• _Your goal_: Can you restate the lines of the entries below, word for word, from the first one through the line that includes "the end-to-end specs"?

*** Opening of Listed entries ***

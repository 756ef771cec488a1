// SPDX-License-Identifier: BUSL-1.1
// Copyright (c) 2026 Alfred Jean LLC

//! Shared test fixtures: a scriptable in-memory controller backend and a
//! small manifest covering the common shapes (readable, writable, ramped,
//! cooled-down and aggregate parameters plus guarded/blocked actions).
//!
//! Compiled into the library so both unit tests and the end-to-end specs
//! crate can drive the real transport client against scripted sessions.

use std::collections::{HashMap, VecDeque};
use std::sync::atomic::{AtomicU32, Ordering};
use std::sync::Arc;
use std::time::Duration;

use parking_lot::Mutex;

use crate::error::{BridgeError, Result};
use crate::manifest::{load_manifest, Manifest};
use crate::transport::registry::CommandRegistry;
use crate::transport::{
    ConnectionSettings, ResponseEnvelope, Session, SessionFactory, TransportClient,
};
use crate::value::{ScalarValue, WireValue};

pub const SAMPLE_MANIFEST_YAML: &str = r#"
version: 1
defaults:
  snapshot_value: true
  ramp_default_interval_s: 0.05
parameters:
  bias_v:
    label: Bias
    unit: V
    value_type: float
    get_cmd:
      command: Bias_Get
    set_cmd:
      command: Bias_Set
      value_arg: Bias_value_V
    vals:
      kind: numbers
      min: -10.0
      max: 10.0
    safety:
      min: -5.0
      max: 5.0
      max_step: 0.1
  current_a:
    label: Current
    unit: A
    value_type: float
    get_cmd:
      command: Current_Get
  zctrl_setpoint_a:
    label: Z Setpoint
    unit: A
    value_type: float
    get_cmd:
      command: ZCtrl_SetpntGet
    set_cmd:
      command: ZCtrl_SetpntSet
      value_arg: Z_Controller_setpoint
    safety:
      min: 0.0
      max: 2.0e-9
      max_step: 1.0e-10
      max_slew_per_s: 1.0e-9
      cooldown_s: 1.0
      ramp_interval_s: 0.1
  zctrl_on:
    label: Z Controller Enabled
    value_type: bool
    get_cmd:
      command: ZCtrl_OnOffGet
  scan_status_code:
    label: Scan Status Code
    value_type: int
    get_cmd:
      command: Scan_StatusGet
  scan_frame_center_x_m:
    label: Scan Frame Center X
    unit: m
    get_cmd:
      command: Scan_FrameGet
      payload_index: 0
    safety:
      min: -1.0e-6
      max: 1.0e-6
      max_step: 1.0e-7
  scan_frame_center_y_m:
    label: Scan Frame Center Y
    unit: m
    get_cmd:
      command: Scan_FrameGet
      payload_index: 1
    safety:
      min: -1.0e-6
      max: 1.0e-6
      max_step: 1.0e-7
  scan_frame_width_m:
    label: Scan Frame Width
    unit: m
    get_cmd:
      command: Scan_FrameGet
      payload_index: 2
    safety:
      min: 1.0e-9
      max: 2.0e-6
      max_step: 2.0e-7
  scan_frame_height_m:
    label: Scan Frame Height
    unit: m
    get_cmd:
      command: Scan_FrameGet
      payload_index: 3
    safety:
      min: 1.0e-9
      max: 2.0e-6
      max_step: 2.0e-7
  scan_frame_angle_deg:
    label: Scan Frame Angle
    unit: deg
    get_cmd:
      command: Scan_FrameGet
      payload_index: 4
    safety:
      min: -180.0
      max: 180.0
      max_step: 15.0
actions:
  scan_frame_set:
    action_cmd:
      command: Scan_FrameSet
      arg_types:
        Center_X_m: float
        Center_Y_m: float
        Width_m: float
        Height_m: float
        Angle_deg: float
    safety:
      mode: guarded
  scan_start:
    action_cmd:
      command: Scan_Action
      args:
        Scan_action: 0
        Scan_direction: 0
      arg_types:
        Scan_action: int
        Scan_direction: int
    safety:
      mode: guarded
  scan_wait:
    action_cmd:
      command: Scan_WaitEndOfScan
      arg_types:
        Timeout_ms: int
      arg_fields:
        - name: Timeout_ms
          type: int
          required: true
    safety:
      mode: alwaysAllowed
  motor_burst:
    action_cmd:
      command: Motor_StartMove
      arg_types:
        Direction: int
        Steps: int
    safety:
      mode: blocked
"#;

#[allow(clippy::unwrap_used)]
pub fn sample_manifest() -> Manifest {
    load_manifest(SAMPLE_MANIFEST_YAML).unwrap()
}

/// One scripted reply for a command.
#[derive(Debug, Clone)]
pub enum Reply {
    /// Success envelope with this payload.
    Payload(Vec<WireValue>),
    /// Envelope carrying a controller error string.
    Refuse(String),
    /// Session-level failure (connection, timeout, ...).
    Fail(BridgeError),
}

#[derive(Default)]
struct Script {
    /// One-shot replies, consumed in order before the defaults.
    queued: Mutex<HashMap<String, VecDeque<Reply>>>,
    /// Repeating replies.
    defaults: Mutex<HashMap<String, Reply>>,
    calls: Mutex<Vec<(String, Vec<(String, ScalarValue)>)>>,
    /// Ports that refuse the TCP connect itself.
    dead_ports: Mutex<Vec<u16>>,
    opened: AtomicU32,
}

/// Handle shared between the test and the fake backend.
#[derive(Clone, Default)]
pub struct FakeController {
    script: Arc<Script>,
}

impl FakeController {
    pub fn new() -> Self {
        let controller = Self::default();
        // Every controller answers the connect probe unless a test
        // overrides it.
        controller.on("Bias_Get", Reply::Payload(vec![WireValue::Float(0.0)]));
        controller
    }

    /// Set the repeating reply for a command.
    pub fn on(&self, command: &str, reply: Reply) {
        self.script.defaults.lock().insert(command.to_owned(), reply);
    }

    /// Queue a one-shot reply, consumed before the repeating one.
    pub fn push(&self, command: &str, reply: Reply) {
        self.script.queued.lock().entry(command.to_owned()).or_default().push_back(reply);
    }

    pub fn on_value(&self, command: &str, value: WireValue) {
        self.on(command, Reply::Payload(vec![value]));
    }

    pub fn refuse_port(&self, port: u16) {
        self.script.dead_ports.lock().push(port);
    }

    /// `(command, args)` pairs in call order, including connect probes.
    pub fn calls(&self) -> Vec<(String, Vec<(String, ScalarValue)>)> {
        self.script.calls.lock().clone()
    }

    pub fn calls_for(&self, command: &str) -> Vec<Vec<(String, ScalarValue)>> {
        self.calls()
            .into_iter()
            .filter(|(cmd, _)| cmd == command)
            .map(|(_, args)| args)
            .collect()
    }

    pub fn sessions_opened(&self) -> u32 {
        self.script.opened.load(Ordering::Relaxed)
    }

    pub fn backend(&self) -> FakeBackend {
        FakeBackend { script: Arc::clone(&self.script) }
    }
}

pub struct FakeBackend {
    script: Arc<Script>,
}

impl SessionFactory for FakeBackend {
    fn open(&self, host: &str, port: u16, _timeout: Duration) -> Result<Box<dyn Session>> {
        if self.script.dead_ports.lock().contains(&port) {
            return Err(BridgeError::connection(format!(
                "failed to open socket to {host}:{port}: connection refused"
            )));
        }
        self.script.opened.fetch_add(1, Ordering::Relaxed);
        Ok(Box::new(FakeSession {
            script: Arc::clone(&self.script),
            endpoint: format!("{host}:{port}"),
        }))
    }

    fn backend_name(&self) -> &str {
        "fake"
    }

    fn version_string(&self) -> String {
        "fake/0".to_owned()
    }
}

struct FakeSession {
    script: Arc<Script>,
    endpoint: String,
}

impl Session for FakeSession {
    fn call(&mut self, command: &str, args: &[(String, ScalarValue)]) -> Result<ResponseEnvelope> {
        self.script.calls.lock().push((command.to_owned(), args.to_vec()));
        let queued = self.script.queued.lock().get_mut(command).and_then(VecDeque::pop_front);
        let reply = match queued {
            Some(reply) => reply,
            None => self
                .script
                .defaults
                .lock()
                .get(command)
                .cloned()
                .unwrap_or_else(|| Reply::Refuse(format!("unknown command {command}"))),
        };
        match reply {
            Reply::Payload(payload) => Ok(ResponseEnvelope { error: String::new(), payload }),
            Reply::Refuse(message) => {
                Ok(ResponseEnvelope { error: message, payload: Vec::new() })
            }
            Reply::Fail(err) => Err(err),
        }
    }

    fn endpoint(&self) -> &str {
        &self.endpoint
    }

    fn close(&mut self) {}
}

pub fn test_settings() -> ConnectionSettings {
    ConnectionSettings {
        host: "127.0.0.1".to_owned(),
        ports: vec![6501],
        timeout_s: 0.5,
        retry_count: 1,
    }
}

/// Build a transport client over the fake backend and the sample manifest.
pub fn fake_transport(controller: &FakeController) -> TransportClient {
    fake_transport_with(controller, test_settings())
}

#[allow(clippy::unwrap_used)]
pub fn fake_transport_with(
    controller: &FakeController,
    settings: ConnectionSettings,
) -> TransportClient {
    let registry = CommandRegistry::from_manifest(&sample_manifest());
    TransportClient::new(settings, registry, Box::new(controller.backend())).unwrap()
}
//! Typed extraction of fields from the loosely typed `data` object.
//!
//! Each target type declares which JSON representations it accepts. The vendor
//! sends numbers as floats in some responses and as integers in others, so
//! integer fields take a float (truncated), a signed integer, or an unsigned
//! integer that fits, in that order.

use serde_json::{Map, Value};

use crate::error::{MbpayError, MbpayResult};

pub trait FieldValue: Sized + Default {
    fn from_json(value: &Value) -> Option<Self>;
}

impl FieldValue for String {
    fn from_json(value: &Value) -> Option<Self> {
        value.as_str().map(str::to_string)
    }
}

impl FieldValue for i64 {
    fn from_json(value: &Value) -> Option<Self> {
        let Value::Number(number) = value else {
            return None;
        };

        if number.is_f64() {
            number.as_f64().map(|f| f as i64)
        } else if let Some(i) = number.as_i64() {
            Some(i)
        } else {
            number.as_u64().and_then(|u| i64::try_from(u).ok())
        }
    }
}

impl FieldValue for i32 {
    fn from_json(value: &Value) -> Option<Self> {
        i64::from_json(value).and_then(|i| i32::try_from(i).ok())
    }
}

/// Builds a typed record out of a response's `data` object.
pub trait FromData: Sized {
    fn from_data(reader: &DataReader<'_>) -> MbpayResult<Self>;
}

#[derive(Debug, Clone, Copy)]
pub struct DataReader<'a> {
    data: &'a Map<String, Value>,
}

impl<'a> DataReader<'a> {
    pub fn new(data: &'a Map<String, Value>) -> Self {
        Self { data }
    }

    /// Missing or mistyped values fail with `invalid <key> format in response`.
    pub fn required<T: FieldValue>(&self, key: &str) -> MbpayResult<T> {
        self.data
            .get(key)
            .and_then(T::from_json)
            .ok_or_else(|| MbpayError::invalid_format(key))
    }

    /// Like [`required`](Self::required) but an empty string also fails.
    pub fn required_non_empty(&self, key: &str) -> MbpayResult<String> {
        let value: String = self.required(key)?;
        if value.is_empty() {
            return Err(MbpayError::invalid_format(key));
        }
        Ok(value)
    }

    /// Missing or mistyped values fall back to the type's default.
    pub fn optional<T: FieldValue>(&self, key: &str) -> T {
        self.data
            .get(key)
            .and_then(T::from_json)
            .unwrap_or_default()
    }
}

*** Close of Listed entries ***

• _Output of the task_:
repository 756ef771cec488a1
// SPDX-License-Identifier: BUSL-1.1
// Copyright (c) 2026 Alfred Jean LLC

//! Shared test fixtures: a scriptable in-memory controller backend and a
//! small manifest covering the common shapes (readable, writable, ramped,
//! cooled-down and aggregate parameters plus guarded/blocked actions).
//!
//! Compiled into the library so both unit tests and the end-to-end specs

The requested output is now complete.